Mi paghi in nero? non mi paghi? … Cos’è l’AN ed il QUANTUM?

legge uguale per tutti

Siamo fortunati! In Italia la legge difende il diritto dei lavoratori ad essere pagati!

Pagati vuol dire 5 cose:

• almeno il minimo previsto dalla legge

• per tutte  le ore lavorate

• con maggiorazioni in caso di straordinari o festivi

• con tutti i benefici contributivi previsti – parliamo di pensione, malattia, sanità

• con alcuni benefit legali se previsti per il tipo di attività –  in buona sostanza se è un lavoro continuativo- parliamo di ferie, tredicesima, TFR

E c’è di più:

• in molti casi  il lavoratore in nero ha il diritto all’assunzione “regolare” nell’azienda in cui lavorava in nero, con una serie di vantaggi in termini di continuità e sicurezza.

 

Qualcuno obbietta (di solito il datore di lavoro) : -Ma il lavoratore in un certo senso è complice del datore di lavoro nel non pagare tasse e contributi, specialmente se la retribuzione netta percepita è superiore ad uno  stipendio  regolare netto….-

Si è vero il lavoratore è un po’ complice, specialmente se il netto ricevuto è alto ma la legge riconosce 4 principi:

• considera sempre – anche  se non sempre è vero, si pensi a finti invalidi, secondi lavori o anche ad aziende in crisi – che il lavoratore sia in uno stato di bisogno e debolezza nei confronti del committente

• che il committente si appropria di tutti o quasi tutti i vantaggi del lavoro in nero

• che se condanna il datore di lavoro può ottenere del denaro, se condanna il lavoratore è molto più difficile

• se dà solo vantaggi e niente punizioni al lavoratore può indurlo a denunciare il lavoro nero.

 

Quindi? Facciamo valere i nostri diritti!!!!!

 

In Italia siamo fortunati  rispetto ad altri paesi (penso alla Cina) perché Sindacati o Patronati  aiutano i lavoratori in questo complesso processo: abbiamo a che fare con datori di lavoro e con i loro professionisti, poi c’è lo Stato, i Tribunali ….  I processi durano anni, gli avvocati costano….

 

Stato, Legge, Sindacati, Patronati ci aiutano ma alla fine tutto dipende da due paroline latine che dobbiamo imparare perché la Legge, anche se favorevole al lavoratore non può essere ingiusta e condannare qualcuno senza le adeguate prove.

 

Due paroline: AN e QUANTUM.

Cosa significano?

• An  è l’abbreviativo di “An debeatur” e significa “Se sia dovuto” cioè se esiste il diritto di cui si chiede tutela. In altre parole: il lavoratore può provare che lavorava in nero?

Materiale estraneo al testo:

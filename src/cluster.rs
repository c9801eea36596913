//! In-memory model of the cluster under check.
//!
//! Built once by `fetch` and frozen before verification or checksum scans
//! run: tables own their tablets, tablets own their replica placements, and
//! the tablet-server directory pairs each server's live client handle with
//! whatever state was fetched from it.

use std::collections::{BTreeMap, HashMap};
use std::fmt;
use std::sync::Arc;

use bytes::Bytes;

use crate::client::TabletServerClient;

/// Consensus role of a replica, as reported by the master.
#[derive(Debug, Clone, Copy, PartialEq, Eq)]
pub enum ReplicaRole {
    Leader,
    Follower,
    /// Non-voting participant (or any role the master reports that is
    /// neither leader nor follower).
    Learner,
}

impl ReplicaRole {
    pub fn is_leader(self) -> bool {
        self == ReplicaRole::Leader
    }

    pub fn is_follower(self) -> bool {
        self == ReplicaRole::Follower
    }
}

/// One copy of a tablet, placed on the tablet server with uuid `ts_uuid`.
#[derive(Debug, Clone)]
pub struct Replica {
    pub ts_uuid: String,
    pub role: ReplicaRole,
}

#[derive(Debug, Clone)]
pub struct Tablet {
    pub id: String,
    pub replicas: Vec<Replica>,
}

#[derive(Clone)]
pub struct Table {
    pub name: String,
    /// Opaque schema blob, forwarded verbatim when starting a scan.
    pub schema: Bytes,
    /// Desired replication factor.
    pub num_replicas: u32,
    pub tablets: Vec<Tablet>,
}

/// Local state of a tablet replica as reported by its hosting server. Only
/// `Running` counts as healthy serving.
#[derive(Debug, Clone, Copy, PartialEq, Eq)]
pub enum TabletState {
    Unknown,
    Bootstrapping,
    Running,
    Stopped,
    Failed,
    Tombstoned,
}

impl fmt::Display for TabletState {
    fn fmt(&self, f: &mut fmt::Formatter<'_>) -> fmt::Result {
        let name = match self {
            TabletState::Unknown => "UNKNOWN",
            TabletState::Bootstrapping => "BOOTSTRAPPING",
            TabletState::Running => "RUNNING",
            TabletState::Stopped => "STOPPED",
            TabletState::Failed => "FAILED",
            TabletState::Tombstoned => "TOMBSTONED",
        };
        f.write_str(name)
    }
}

/// Lifecycle of a replica's on-disk data, independent of its serving state.
#[derive(Debug, Clone, Copy, PartialEq, Eq)]
pub enum TabletDataState {
    Unknown,
    Ready,
    Copying,
    Deleted,
}

impl fmt::Display for TabletDataState {
    fn fmt(&self, f: &mut fmt::Formatter<'_>) -> fmt::Result {
        let name = match self {
            TabletDataState::Unknown => "UNKNOWN",
            TabletDataState::Ready => "READY",
            TabletDataState::Copying => "COPYING",
            TabletDataState::Deleted => "DELETED",
        };
        f.write_str(name)
    }
}

/// One entry of a fetched server's per-tablet report map.
#[derive(Debug, Clone)]
pub struct TabletReport {
    pub state: TabletState,
    pub last_status: String,
    pub data_state: TabletDataState,
}

/// Everything a tablet server reports about itself in one fetch.
#[derive(Debug, Clone, Default)]
pub struct TsInfo {
    pub tablets: HashMap<String, TabletReport>,
    /// The server's current hybrid timestamp, usable for snapshot scans.
    pub current_timestamp: u64,
}

/// Fetch lifecycle of a directory entry.
#[derive(Debug, Clone)]
pub enum FetchState {
    Unfetched,
    Fetched(TsInfo),
    Unreachable,
}

/// Directory entry for one tablet server: the live client handle plus the
/// state fetched from it. The fetched state is recorded exactly once.
pub struct TabletServer {
    client: Arc<dyn TabletServerClient>,
    fetch: FetchState,
}

impl TabletServer {
    pub fn new(client: Arc<dyn TabletServerClient>) -> Self {
        Self {
            client,
            fetch: FetchState::Unfetched,
        }
    }

    pub fn uuid(&self) -> &str {
        self.client.uuid()
    }

    pub fn address(&self) -> &str {
        self.client.address()
    }

    pub fn client(&self) -> &Arc<dyn TabletServerClient> {
        &self.client
    }

    pub fn is_healthy(&self) -> bool {
        matches!(self.fetch, FetchState::Fetched(_))
    }

    pub fn record_fetch(&mut self, info: TsInfo) {
        assert!(
            matches!(self.fetch, FetchState::Unfetched),
            "tablet server {} fetched twice",
            self.uuid()
        );
        self.fetch = FetchState::Fetched(info);
    }

    pub fn record_unreachable(&mut self) {
        assert!(
            matches!(self.fetch, FetchState::Unfetched),
            "tablet server {} fetched twice",
            self.uuid()
        );
        self.fetch = FetchState::Unreachable;
    }

    fn info(&self) -> &TsInfo {
        match &self.fetch {
            FetchState::Fetched(info) => info,
            _ => panic!("tablet server {} was not fetched", self.uuid()),
        }
    }

    /// Local state of `tablet_id` on this server. Only valid once the server
    /// has been fetched; tablet ids the server never reported map to
    /// `Unknown`.
    pub fn replica_state(&self, tablet_id: &str) -> TabletState {
        self.info()
            .tablets
            .get(tablet_id)
            .map(|report| report.state)
            .unwrap_or(TabletState::Unknown)
    }

    /// Full report for `tablet_id`, if the server reported one.
    pub fn tablet_report(&self, tablet_id: &str) -> Option<&TabletReport> {
        self.info().tablets.get(tablet_id)
    }

    /// The server's current timestamp from its fetch. Only valid once fetched.
    pub fn current_timestamp(&self) -> u64 {
        self.info().current_timestamp
    }
}

impl fmt::Display for TabletServer {
    fn fmt(&self, f: &mut fmt::Formatter<'_>) -> fmt::Result {
        write!(f, "{} ({})", self.uuid(), self.address())
    }
}

/// Frozen view of the cluster: what the master knows, plus what every
/// reachable tablet server reported. The directory is keyed by uuid in an
/// ordered map so every traversal is deterministic.
pub struct Cluster {
    pub tables: Vec<Table>,
    pub tablet_servers: BTreeMap<String, TabletServer>,
}
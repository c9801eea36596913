//! Thread-safe collection of checksum scan results with progress tracking.

use std::collections::{BTreeMap, HashMap};
use std::sync::atomic::{AtomicI64, Ordering};
use std::sync::Mutex;
use std::time::Duration;

use tokio::sync::watch;
use tokio::time::{timeout, Instant};

use crate::client::ClientError;
use crate::output::{human_bytes, OutputSink};

/// Terminal outcome of one replica's checksum scan.
pub type ReplicaResult = Result<u64, ClientError>;
/// replica uuid → scan outcome, ordered so report lines and mismatch
/// counting are deterministic.
pub type ReplicaResultMap = BTreeMap<String, ReplicaResult>;
/// tablet id → per-replica outcomes.
pub type TabletResultMap = HashMap<String, ReplicaResultMap>;

/// Collector for the checksum phase. Shared by every scan worker; the single
/// waiter inside `wait_for` is the only progress printer.
pub struct ChecksumReporter {
    expected_count: usize,
    /// Countdown of results still outstanding; `watch` so the waiter wakes
    /// the moment it reaches zero.
    remaining: watch::Sender<usize>,
    rows_summed: AtomicI64,
    disk_bytes_summed: AtomicI64,
    checksums: Mutex<TabletResultMap>,
}

impl ChecksumReporter {
    pub fn new(expected_count: usize) -> Self {
        let (remaining, _) = watch::channel(expected_count);
        Self {
            expected_count,
            remaining,
            rows_summed: AtomicI64::new(0),
            disk_bytes_summed: AtomicI64::new(0),
            checksums: Mutex::new(HashMap::new()),
        }
    }

    pub fn expected_count(&self) -> usize {
        self.expected_count
    }

    pub fn report_progress(&self, delta_rows: i64, delta_bytes: i64) {
        self.rows_summed.fetch_add(delta_rows, Ordering::Relaxed);
        self.disk_bytes_summed.fetch_add(delta_bytes, Ordering::Relaxed);
    }

    /// Records the terminal result for one (tablet, replica) pair. Each pair
    /// reports exactly once; a second report means the scheduler dispatched
    /// the same work item twice and is a bug.
    pub fn report_result(&self, tablet_id: &str, replica_uuid: &str, result: ReplicaResult) {
        {
            let mut checksums = self.checksums.lock().unwrap();
            let replicas = checksums.entry(tablet_id.to_string()).or_default();
            let previous = replicas.insert(replica_uuid.to_string(), result);
            assert!(
                previous.is_none(),
                "duplicate checksum result for tablet {} replica {}",
                tablet_id,
                replica_uuid
            );
        }
        self.remaining.send_modify(|r| *r = r.saturating_sub(1));
    }

    /// Count of replicas that have not reported yet.
    pub fn remaining(&self) -> usize {
        *self.remaining.borrow()
    }

    pub fn all_reported(&self) -> bool {
        self.remaining() == 0
    }

    /// Blocks until every expected replica has reported or `deadline_in`
    /// elapses, whichever comes first, printing a progress line at least
    /// every `progress_interval`. Returns false iff the deadline expired
    /// with results still outstanding.
    pub async fn wait_for(
        &self,
        deadline_in: Duration,
        progress_interval: Duration,
        output: &OutputSink,
    ) -> bool {
        let start = Instant::now();
        let deadline = start + deadline_in;
        let mut remaining_rx = self.remaining.subscribe();
        loop {
            let now = Instant::now();
            if now >= deadline {
                return false;
            }
            let window = (deadline - now).min(progress_interval);
            let done = timeout(window, remaining_rx.wait_for(|r| *r == 0))
                .await
                .is_ok();
            let status = if done { "finished in" } else { "running for" };
            output.info(&format!(
                "Checksum {} {}s: {}/{} replicas remaining ({} from disk, {} rows summed)",
                status,
                start.elapsed().as_secs(),
                self.remaining(),
                self.expected_count,
                human_bytes(self.disk_bytes_summed.load(Ordering::Relaxed)),
                self.rows_summed.load(Ordering::Relaxed)
            ));
            if done {
                return true;
            }
        }
    }

    /// Snapshot of results reported so far.
    pub fn checksums(&self) -> TabletResultMap {
        self.checksums.lock().unwrap().clone()
    }
}
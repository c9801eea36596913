use proc_macro::TokenStream;
use quote::quote;
use syn::{parse_macro_input, ItemFn};

/// Seconds a test may run before the watchdog aborts it.
const WATCHDOG_SECS: u64 = 60;

/// Attribute macro for async checker tests.
///
/// Installs the tracing subscriber and runs the body under a watchdog
/// timeout. Checksum scans are allowed to hang by contract, so a scheduler
/// bug that wedges a test has to fail the suite instead of freezing it.
/// Extra arguments pass through to `#[tokio::test]`:
///
/// #[strata_fsck::test(flavor = "multi_thread")]
/// async fn my_test() { ... }
#[proc_macro_attribute]
pub fn test(attr: TokenStream, item: TokenStream) -> TokenStream {
    let tokio_args = proc_macro2::TokenStream::from(attr);
    let tokio_attr = if tokio_args.is_empty() {
        quote! { #[tokio::test] }
    } else {
        quote! { #[tokio::test(#tokio_args)] }
    };

    let input = parse_macro_input!(item as ItemFn);
    let vis = &input.vis;
    let sig = &input.sig;
    let block = &input.block;
    let name = &input.sig.ident;

    let output = quote! {
        #tokio_attr
        #vis #sig {
            strata_fsck::trace::with_test_tracing(stringify!(#name), || async move {
                let watchdog = std::time::Duration::from_secs(#WATCHDOG_SECS);
                match tokio::time::timeout(watchdog, async move { #block }).await {
                    Ok(value) => value,
                    Err(_) => panic!(
                        "test {} did not finish within {:?}",
                        stringify!(#name),
                        watchdog
                    ),
                }
            })
            .await
        }
    };
    output.into()
}
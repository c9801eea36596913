//! Optional TOML configuration supplying defaults for the checker knobs.
//! Explicit command-line flags take precedence over anything loaded here.

use std::fs;
use std::path::Path;

use anyhow::Context;
use serde::Deserialize;

#[derive(Debug, Deserialize, Clone)]
pub struct AppConfig {
    #[serde(default = "default_checksum_timeout_sec")]
    pub checksum_timeout_sec: u64,

    #[serde(default = "default_checksum_scan_concurrency")]
    pub checksum_scan_concurrency: usize,

    #[serde(default = "default_checksum_snapshot")]
    pub checksum_snapshot: bool,

    /// 0 resolves the snapshot timestamp at runtime.
    #[serde(default)]
    pub checksum_snapshot_timestamp: u64,

    #[serde(default = "default_fetch_replica_info_concurrency")]
    pub fetch_replica_info_concurrency: usize,
}

fn default_checksum_timeout_sec() -> u64 {
    3600
}

fn default_checksum_scan_concurrency() -> usize {
    4
}

fn default_checksum_snapshot() -> bool {
    true
}

fn default_fetch_replica_info_concurrency() -> usize {
    20
}

impl Default for AppConfig {
    fn default() -> Self {
        Self {
            checksum_timeout_sec: default_checksum_timeout_sec(),
            checksum_scan_concurrency: default_checksum_scan_concurrency(),
            checksum_snapshot: default_checksum_snapshot(),
            checksum_snapshot_timestamp: 0,
            fetch_replica_info_concurrency: default_fetch_replica_info_concurrency(),
        }
    }
}

impl AppConfig {
    /// Load from `path`, or built-in defaults when no file is given.
    pub fn load(path: Option<&Path>) -> anyhow::Result<Self> {
        match path {
            Some(path) => {
                let raw = fs::read_to_string(path)
                    .with_context(|| format!("failed to read config file {}", path.display()))?;
                let cfg = toml::from_str(&raw)
                    .with_context(|| format!("failed to parse config file {}", path.display()))?;
                Ok(cfg)
            }
            None => Ok(Self::default()),
        }
    }
}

• Quantum è l’abbreviativo di “Quantum debeatur” e significa “Quantum sia dovuto” cioè quanto vale il diritto/danno di cui si chiede il pagamento?

Questa è la parte veramente difficile della questione!

Il pizzaiolo in nero non può mica dire al giudice “ lo sanno tutti i Clienti che io lavoravo lì!”. La legge vuole prove. Bisogna trovare riscontri  e testimoni, bisogna citarli e devono testimoniare. E questo vale per l’An che tutto sommato è la parte più facile della faccenda: il pizzaiolo chiama a testimoniare qualche cliente ed il gioco è fatto.

Il Quantum è cosa molto più complicata: se il pizzaiolo afferma che ci lavora in nero da 4 anni per 6 ore al giorno non basta che qualcuno testimoni per i 4 anni 6 ore al giorno…. L’avvocato di controparte può incominciare a chiedere al testimone: come fa a dire che il 3 dicembre 2014 il sig. pizzaiolo ha lavorato per 6 ore in quel ristorante? Lei cosa faceva il 3 Dicembre? Come non ricorda? E come fa a ricordare che il Pizzaiolo ha lavorato e per 6 ore? E’ rimasto 6 ore nel ristorante?….. e poi   veniamo al 4 Dicembre, al 5 ecc ecc…

 

Questa è la ragione per cui la maggior parte di queste cause si risolve con una transazione riduttiva, nella quale il datore di lavoro paga una parte del dovuto perché non può negare l’An ma solo una parte perché il lavoratore non può provare il Quantum.